» **Task directions**:
Each record needs to be transcribed exactly.

» **Supplied records**:
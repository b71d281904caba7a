// SPDX-License-Identifier: MPL-2.0

//! Complex plane buffers holding one color channel.

use rustfft::num_complex::Complex;

use crate::error::{Error, Result};

/// Allocate a vector of `len` copies of `value`,
/// reporting an allocation failure instead of aborting.
pub(crate) fn try_filled<T: Clone>(what: &'static str, len: usize, value: T) -> Result<Vec<T>> {
    let mut buffer = Vec::new();
    buffer
        .try_reserve_exact(len)
        .map_err(|_| Error::Allocation { what, len })?;
    buffer.resize(len, value);
    Ok(buffer)
}

/// Number of samples of a `width` x `height` buffer, with overflow reported
/// as an allocation failure.
pub(crate) fn sample_count(what: &'static str, width: usize, height: usize) -> Result<usize> {
    width.checked_mul(height).ok_or(Error::Allocation {
        what,
        len: usize::MAX,
    })
}

/// A row-major buffer of complex samples with fixed dimensions.
///
/// Depending on the pipeline stage the samples are either linear light
/// intensities or the (unshifted) 2D Fourier coefficients of a channel.
/// The length of the buffer always equals `width * height`.
#[derive(Debug, Clone, PartialEq)]
pub struct Plane {
    width: usize,
    height: usize,
    data: Vec<Complex<f64>>,
}

impl Plane {
    /// Allocate a plane filled with zeros.
    pub fn zeroed(width: usize, height: usize) -> Result<Self> {
        let len = sample_count("plane", width, height)?;
        let data = try_filled("plane", len, Complex::default())?;
        Ok(Self {
            width,
            height,
            data,
        })
    }

    /// Wrap an existing buffer.
    ///
    /// Panics if the buffer length is not `width * height`.
    pub fn from_vec(width: usize, height: usize, data: Vec<Complex<f64>>) -> Self {
        assert_eq!(
            data.len(),
            width * height,
            "plane buffer does not match its dimensions"
        );
        Self {
            width,
            height,
            data,
        }
    }

    /// Build a plane from real values, the imaginary parts being zero.
    pub fn from_real(width: usize, height: usize, values: &[f64]) -> Self {
        let data = values.iter().map(|&v| Complex::new(v, 0.0)).collect();
        Self::from_vec(width, height, data)
    }

    /// Number of columns.
    pub fn width(&self) -> usize {
        self.width
    }

    /// Number of rows.
    pub fn height(&self) -> usize {
        self.height
    }

    /// `(width, height)`.
    pub fn dimensions(&self) -> (usize, usize) {
        (self.width, self.height)
    }

    /// Number of samples, `width * height`.
    pub fn len(&self) -> usize {
        self.data.len()
    }

    /// True if the plane has no samples.
    pub fn is_empty(&self) -> bool {
        self.data.is_empty()
    }

    /// Sample at column `x` and row `y`.
    pub fn get(&self, x: usize, y: usize) -> Complex<f64> {
        self.data[y * self.width + x]
    }

    /// Mutable sample at column `x` and row `y`.
    pub fn get_mut(&mut self, x: usize, y: usize) -> &mut Complex<f64> {
        &mut self.data[y * self.width + x]
    }

    /// Samples in row major order.
    pub fn as_slice(&self) -> &[Complex<f64>] {
        &self.data
    }

    /// Mutable samples in row major order.
    pub fn as_mut_slice(&mut self) -> &mut [Complex<f64>] {
        &mut self.data
    }

    /// Iterate over rows of the plane.
    pub fn rows(&self) -> std::slice::ChunksExact<'_, Complex<f64>> {
        self.data.chunks_exact(self.width.max(1))
    }

    /// Iterate mutably over rows of the plane.
    pub fn rows_mut(&mut self) -> std::slice::ChunksExactMut<'_, Complex<f64>> {
        self.data.chunks_exact_mut(self.width.max(1))
    }

    /// Pointwise product with another plane of the same dimensions,
    /// which is how a kernel spectrum is applied to a channel spectrum.
    pub fn multiply(&mut self, other: &Plane) {
        assert_eq!(
            self.dimensions(),
            other.dimensions(),
            "cannot multiply planes of different sizes"
        );
        for (a, k) in self.data.iter_mut().zip(&other.data) {
            *a *= k;
        }
    }

    /// Sum of the real parts of all samples.
    pub fn real_sum(&self) -> f64 {
        self.data.iter().map(|c| c.re).sum()
    }
}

» **Task answer**:
repository b71d281904caba7a
// SPDX-License-Identifier: MPL-2.0

//! Complex plane buffers holding one color channel.

use rustfft::num_complex::Complex;

use crate::error::{Error, Result};

/// Allocate a vector of `len` copies of `value`,
/// reporting an allocation failure instead of aborting.
pub(crate) fn try_filled<T: Clone>(what: &'static str, len: usize, value: T) -> Result<Vec<T>> {
    let mut buffer = Vec::new();
    buffer
        .try_reserve_exact(len)
        .map_err(|_| Error::Allocation { what, len })?;
    buffer.resize(len, value);
    Ok(buffer)
}

/// Number of samples of a `width` x `height` buffer, with overflow reported
/// as an allocation failure.
pub(crate) fn sample_count(what: &'static str, width: usize, height: usize) -> Result<usize> {
    width.checked_mul(height).ok_or(Error::Allocation {
        what,
        len: usize::MAX,
    })
}

/// A row-major buffer of complex samples with fixed dimensions.
///
/// Depending on the pipeline stage the samples are either linear light
/// intensities or the (unshifted) 2D Fourier coefficients of a channel.
/// The length of the buffer always equals `width * height`.
#[derive(Debug, Clone, PartialEq)]
pub struct Plane {
    width: usize,
    height: usize,
    data: Vec<Complex<f64>>,
}

impl Plane {
    /// Allocate a plane filled with zeros.
    pub fn zeroed(width: usize, height: usize) -> Result<Self> {
        let len = sample_count("plane", width, height)?;
        let data = try_filled("plane", len, Complex::default())?;
        Ok(Self {
            width,
            height,
            data,
        })
    }

    /// Wrap an existing buffer.
    ///
    /// Panics if the buffer length is not `width * height`.
    pub fn from_vec(width: usize, height: usize, data: Vec<Complex<f64>>) -> Self {
        assert_eq!(
            data.len(),
            width * height,
            "plane buffer does not match its dimensions"
        );
        Self {
            width,
            height,
            data,
        }
    }

    /// Build a plane from real values, the imaginary parts being zero.
    pub fn from_real(width: usize, height: usize, values: &[f64]) -> Self {
        let data = values.iter().map(|&v| Complex::new(v, 0.0)).collect();
        Self::from_vec(width, height, data)
    }

    /// Number of columns.
    pub fn width(&self) -> usize {
        self.width
    }

    /// Number of rows.
    pub fn height(&self) -> usize {
        self.height
    }

    /// `(width, height)`.
    pub fn dimensions(&self) -> (usize, usize) {
        (self.width, self.height)
    }

    /// Number of samples, `width * height`.
    pub fn len(&self) -> usize {
        self.data.len()
    }

    /// True if the plane has no samples.
    pub fn is_empty(&self) -> bool {
        self.data.is_empty()
    }

    /// Sample at column `x` and row `y`.
    pub fn get(&self, x: usize, y: usize) -> Complex<f64> {
        self.data[y * self.width + x]
    }

    /// Mutable sample at column `x` and row `y`.
    pub fn get_mut(&mut self, x: usize, y: usize) -> &mut Complex<f64> {
        &mut self.data[y * self.width + x]
    }

    /// Samples in row major order.
    pub fn as_slice(&self) -> &[Complex<f64>] {
        &self.data
    }

    /// Mutable samples in row major order.
    pub fn as_mut_slice(&mut self) -> &mut [Complex<f64>] {
        &mut self.data
    }

    /// Iterate over rows of the plane.
    pub fn rows(&self) -> std::slice::ChunksExact<'_, Complex<f64>> {
        self.data.chunks_exact(self.width.max(1))
    }

    /// Iterate mutably over rows of the plane.
    pub fn rows_mut(&mut self) -> std::slice::ChunksExactMut<'_, Complex<f64>> {
        self.data.chunks_exact_mut(self.width.max(1))
    }

    /// Pointwise product with another plane of the same dimensions,
    /// which is how a kernel spectrum is applied to a channel spectrum.
    pub fn multiply(&mut self, other: &Plane) {
        assert_eq!(
            self.dimensions(),
            other.dimensions(),
            "cannot multiply planes of different sizes"
        );
        for (a, k) in self.data.iter_mut().zip(&other.data) {
            *a *= k;
        }
    }

    /// Sum of the real parts of all samples.
    pub fn real_sum(&self) -> f64 {
        self.data.iter().map(|c| c.re).sum()
    }
}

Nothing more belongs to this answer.